New tires will be phased out by 2021 in the United States and Europe, as automakers shift toward less energy-efficient materials and fewer parts.
In 2018, only 3.5 percent of U.S. vehicles had tires with treads over 20 years old, down from 8.5 in 2019, according to an analysis by the U.K.-based Tire Research Institute.
“This is the end of the road for tires,” said Mark Wiegand, a professor of automotive engineering at the University of Illinois, Urbana-Champaign.
“Tires will be gone from a lot of these cars in the next few years.”
That’s because tires are not nearly as energy-friendly as gasoline-burning engines.
“We’re moving away from an engine that is just pumping out heat,” said Bill Bader, chief executive officer of the Consumer Product Research Institute, a nonprofit that advocates for products that reduce emissions.
“What we’re going to see is a shift toward a car that is driven more and more by electric power.”
It could also mean less of a need for a fuel-efficient tire.

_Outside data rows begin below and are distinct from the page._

//! Caller authentication for the processor callback.
//!
//! The processor sends `Authorization: Basic base64(<login>:<secret key>)`.
//! Credentials are compared through an HMAC tag so the comparison runs in
//! constant time.

use base64::{engine::general_purpose::STANDARD, Engine as _};
use hmac::{Hmac, Mac};
use sha2::Sha256;

type HmacSha256 = Hmac<Sha256>;

const BASIC_PREFIX: &str = "Basic ";

#[derive(Clone)]
pub struct SignatureVerifier {
    tag_key: Vec<u8>,
    expected_tag: Vec<u8>,
}

impl SignatureVerifier {
    pub fn new(merchant_login: &str, secret_key: &str) -> anyhow::Result<Self> {
        if secret_key.is_empty() {
            anyhow::bail!("merchant secret key must not be empty");
        }

        let tag_key = secret_key.as_bytes().to_vec();
        let credential = format!("{}:{}", merchant_login, secret_key);
        let mut mac = HmacSha256::new_from_slice(&tag_key)
            .map_err(|e| anyhow::anyhow!("invalid credential key: {}", e))?;
        mac.update(credential.as_bytes());
        let expected_tag = mac.finalize().into_bytes().to_vec();

        Ok(Self {
            tag_key,
            expected_tag,
        })
    }

    /// `true` only for an exact credential match. Pure predicate.
    pub fn verify(&self, authorization: Option<&str>) -> bool {
        let Some(encoded) = authorization
            .map(str::trim)
            .and_then(|value| value.strip_prefix(BASIC_PREFIX))
        else {
            return false;
        };

        let Ok(credential) = STANDARD.decode(encoded.trim()) else {
            return false;
        };

        let Ok(mut mac) = HmacSha256::new_from_slice(&self.tag_key) else {
            return false;
        };
        mac.update(&credential);
        mac.verify_slice(&self.expected_tag).is_ok()
    }
}

impl std::fmt::Debug for SignatureVerifier {
    fn fmt(&self, f: &mut std::fmt::Formatter<'_>) -> std::fmt::Result {
        f.debug_struct("SignatureVerifier").finish_non_exhaustive()
    }
}

/// Builds the header value the processor would send. Used by tests and the
/// CLI's config report.
pub fn basic_authorization(merchant_login: &str, secret_key: &str) -> String {
    format!(
        "{}{}",
        BASIC_PREFIX,
        STANDARD.encode(format!("{}:{}", merchant_login, secret_key))
    )
}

As the world becomes more energy-conscious, cars have become more fuel-dependent, with gasoline vehicles using about 40 percent more energy than diesel ones.

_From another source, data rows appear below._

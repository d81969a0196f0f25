use anyhow::{Context, Result};
use bigdecimal::BigDecimal;
use dotenvy::dotenv;
use serde::Deserialize;
use std::env;
use std::fmt;
use std::str::FromStr;

use crate::payme::amount::DEFAULT_MINOR_UNIT_SCALE;

#[derive(Debug, Deserialize, Clone, Copy, PartialEq, Eq)]
#[serde(rename_all = "lowercase")]
pub enum StorageKind {
    Postgres,
    Memory,
}

impl FromStr for StorageKind {
    type Err = anyhow::Error;

    fn from_str(s: &str) -> Result<Self> {
        match s.trim().to_ascii_lowercase().as_str() {
            "postgres" => Ok(StorageKind::Postgres),
            "memory" => Ok(StorageKind::Memory),
            other => anyhow::bail!("STORAGE must be 'postgres' or 'memory', got '{}'", other),
        }
    }
}

#[derive(Debug, Deserialize, Clone, Copy, PartialEq, Eq)]
#[serde(rename_all = "lowercase")]
pub enum LogFormat {
    Text,
    Json,
}

impl FromStr for LogFormat {
    type Err = anyhow::Error;

    fn from_str(s: &str) -> Result<Self> {
        match s.trim().to_ascii_lowercase().as_str() {
            "text" => Ok(LogFormat::Text),
            "json" => Ok(LogFormat::Json),
            other => anyhow::bail!("LOG_FORMAT must be 'text' or 'json', got '{}'", other),
        }
    }
}

/// Merchant credentials and callback conventions.
#[derive(Deserialize, Clone)]
pub struct PaymeConfig {
    pub merchant_login: String,
    pub secret_key: String,
    pub account_field: String,
    pub minor_unit_scale: u32,
}

impl fmt::Debug for PaymeConfig {
    fn fmt(&self, f: &mut fmt::Formatter<'_>) -> fmt::Result {
        f.debug_struct("PaymeConfig")
            .field("merchant_login", &self.merchant_login)
            .field("secret_key", &"****")
            .field("account_field", &self.account_field)
            .field("minor_unit_scale", &self.minor_unit_scale)
            .finish()
    }
}

/// An order preloaded into in-memory storage for local runs.
#[derive(Debug, Deserialize, Clone, PartialEq)]
pub struct SeedOrder {
    pub id: i64,
    pub amount: BigDecimal,
}

/// Parses `id:amount` pairs separated by commas, e.g. `501:50000,502:120.50`.
pub fn parse_seed_orders(raw: &str) -> Result<Vec<SeedOrder>> {
    raw.split(',')
        .map(str::trim)
        .filter(|entry| !entry.is_empty())
        .map(|entry| {
            let (id, amount) = entry
                .split_once(':')
                .with_context(|| format!("seed order '{}' must be id:amount", entry))?;
            Ok(SeedOrder {
                id: id
                    .trim()
                    .parse()
                    .with_context(|| format!("seed order id '{}' is not an integer", id))?,
                amount: amount
                    .trim()
                    .parse()
                    .with_context(|| format!("seed order amount '{}' is not a decimal", amount))?,
            })
        })
        .collect()
}

#[derive(Debug, Deserialize, Clone)]
pub struct Config {
    pub server_port: u16,
    pub storage: StorageKind,
    pub database_url: String,
    pub payme: PaymeConfig,
    pub request_timeout_secs: u64,
    pub log_request_body: bool,
    pub log_format: LogFormat,
    /// Only read with `STORAGE=memory`.
    pub memory_seed_orders: Vec<SeedOrder>,
}

impl Config {
    pub fn from_env() -> anyhow::Result<Self> {
        dotenv().ok(); // Load .env file if present
        Self::from_lookup(|key| env::var(key).ok())
    }

    /// Builds the config from any key lookup; `from_env` passes the process
    /// environment.
    pub fn from_lookup(lookup: impl Fn(&str) -> Option<String>) -> anyhow::Result<Self> {
        let var = |key: &str, default: &str| lookup(key).unwrap_or_else(|| default.to_string());

        let storage: StorageKind = var("STORAGE", "postgres").parse()?;
        let database_url = match storage {
            StorageKind::Postgres => lookup("DATABASE_URL").context("DATABASE_URL must be set")?,
            StorageKind::Memory => lookup("DATABASE_URL").unwrap_or_default(),
        };

        Ok(Config {
            server_port: var("SERVER_PORT", "3000")
                .parse()
                .context("SERVER_PORT must be a port number")?,
            storage,
            database_url,
            payme: PaymeConfig {
                merchant_login: var("PAYME_MERCHANT_LOGIN", "Paycom"),
                secret_key: lookup("PAYME_SECRET_KEY").context("PAYME_SECRET_KEY must be set")?,
                account_field: var("PAYME_ACCOUNT_FIELD", "order_id"),
                minor_unit_scale: var(
                    "PAYME_MINOR_UNIT_SCALE",
                    &DEFAULT_MINOR_UNIT_SCALE.to_string(),
                )
                .parse()
                .context("PAYME_MINOR_UNIT_SCALE must be a positive integer")?,
            },
            request_timeout_secs: var("REQUEST_TIMEOUT_SECS", "10")
                .parse()
                .context("REQUEST_TIMEOUT_SECS must be a number of seconds")?,
            log_request_body: var("LOG_REQUEST_BODY", "false").parse().unwrap_or(false),
            log_format: var("LOG_FORMAT", "text").parse()?,
            memory_seed_orders: parse_seed_orders(&var("MEMORY_SEED_ORDERS", ""))
                .context("MEMORY_SEED_ORDERS is invalid")?,
        })
    }
}

#[cfg(test)]
mod tests {
    use super::*;
    use std::collections::HashMap;

    fn lookup(pairs: &[(&str, &str)]) -> impl Fn(&str) -> Option<String> {
        let map: HashMap<String, String> = pairs
            .iter()
            .map(|(k, v)| (k.to_string(), v.to_string()))
            .collect();
        move |key| map.get(key).cloned()
    }

    #[test]
    fn applies_defaults() {
        let config = Config::from_lookup(lookup(&[
            ("DATABASE_URL", "postgres://localhost/billing"),
            ("PAYME_SECRET_KEY", "secret"),
        ]))
        .unwrap();

        assert_eq!(config.server_port, 3000);
        assert_eq!(config.storage, StorageKind::Postgres);
        assert_eq!(config.payme.merchant_login, "Paycom");
        assert_eq!(config.payme.account_field, "order_id");
        assert_eq!(config.payme.minor_unit_scale, 100);
        assert_eq!(config.request_timeout_secs, 10);
        assert!(!config.log_request_body);
        assert_eq!(config.log_format, LogFormat::Text);
    }

    #[test]
    fn secret_key_is_required() {
        let err = Config::from_lookup(lookup(&[("DATABASE_URL", "postgres://localhost/billing")]))
            .unwrap_err();
        assert!(err.to_string().contains("PAYME_SECRET_KEY"));
    }

    #[test]
    fn memory_storage_needs_no_database() {
        let config = Config::from_lookup(lookup(&[
            ("STORAGE", "memory"),
            ("PAYME_SECRET_KEY", "secret"),
        ]))
        .unwrap();
        assert_eq!(config.storage, StorageKind::Memory);
        assert!(config.database_url.is_empty());
    }

    #[test]
    fn rejects_bad_values() {
        assert!(Config::from_lookup(lookup(&[
            ("STORAGE", "redis"),
            ("PAYME_SECRET_KEY", "secret"),
        ]))
        .is_err());
        assert!(Config::from_lookup(lookup(&[
            ("STORAGE", "memory"),
            ("PAYME_SECRET_KEY", "secret"),
            ("SERVER_PORT", "http"),
        ]))
        .is_err());
    }

    #[test]
    fn parses_memory_seed_orders() {
        let config = Config::from_lookup(lookup(&[
            ("STORAGE", "memory"),
            ("PAYME_SECRET_KEY", "secret"),
            ("MEMORY_SEED_ORDERS", "501:50000, 502:120.50,"),
        ]))
        .unwrap();

        assert_eq!(
            config.memory_seed_orders,
            vec![
                SeedOrder { id: 501, amount: BigDecimal::from(50_000) },
                SeedOrder { id: 502, amount: "120.50".parse().unwrap() },
            ]
        );
        assert!(parse_seed_orders("").unwrap().is_empty());
        assert!(parse_seed_orders("501").is_err());
        assert!(parse_seed_orders("abc:10").is_err());
        assert!(parse_seed_orders("501:ten").is_err());
    }

    #[test]
    fn debug_masks_secret_key() {
        let config = Config::from_lookup(lookup(&[
            ("STORAGE", "memory"),
            ("PAYME_SECRET_KEY", "very-secret"),
        ]))
        .unwrap();
        let rendered = format!("{:?}", config);
        assert!(!rendered.contains("very-secret"));
        assert!(rendered.contains("****"));
    }
}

That means more people will be driving cars that use more energy.
That’s good news for drivers, because the fuel-saving technology can also help them save money, by reducing maintenance costs and fuel consumption.
“If you’re going after a certain amount of miles per gallon, you need to use less fuel,” said Robert Fennell, an energy analyst at IHS Automotive.
“And you can’t just take a little bit of a reduction in cost and just give up some of the benefits of energy efficiency.”
The biggest challenge is keeping up with the demand for cars.
The number of new vehicles on the road every year is about 25 million, up from about 12 million a decade ago, according the National Highway Traffic Safety Administration.
The U.N. predicts the number of vehicles on roads will grow to about 1.8 billion by 2030, up about 8 percent from today.
“It’s a challenge for everybody,” Bader said.
“But we’re seeing an acceleration in electric cars.”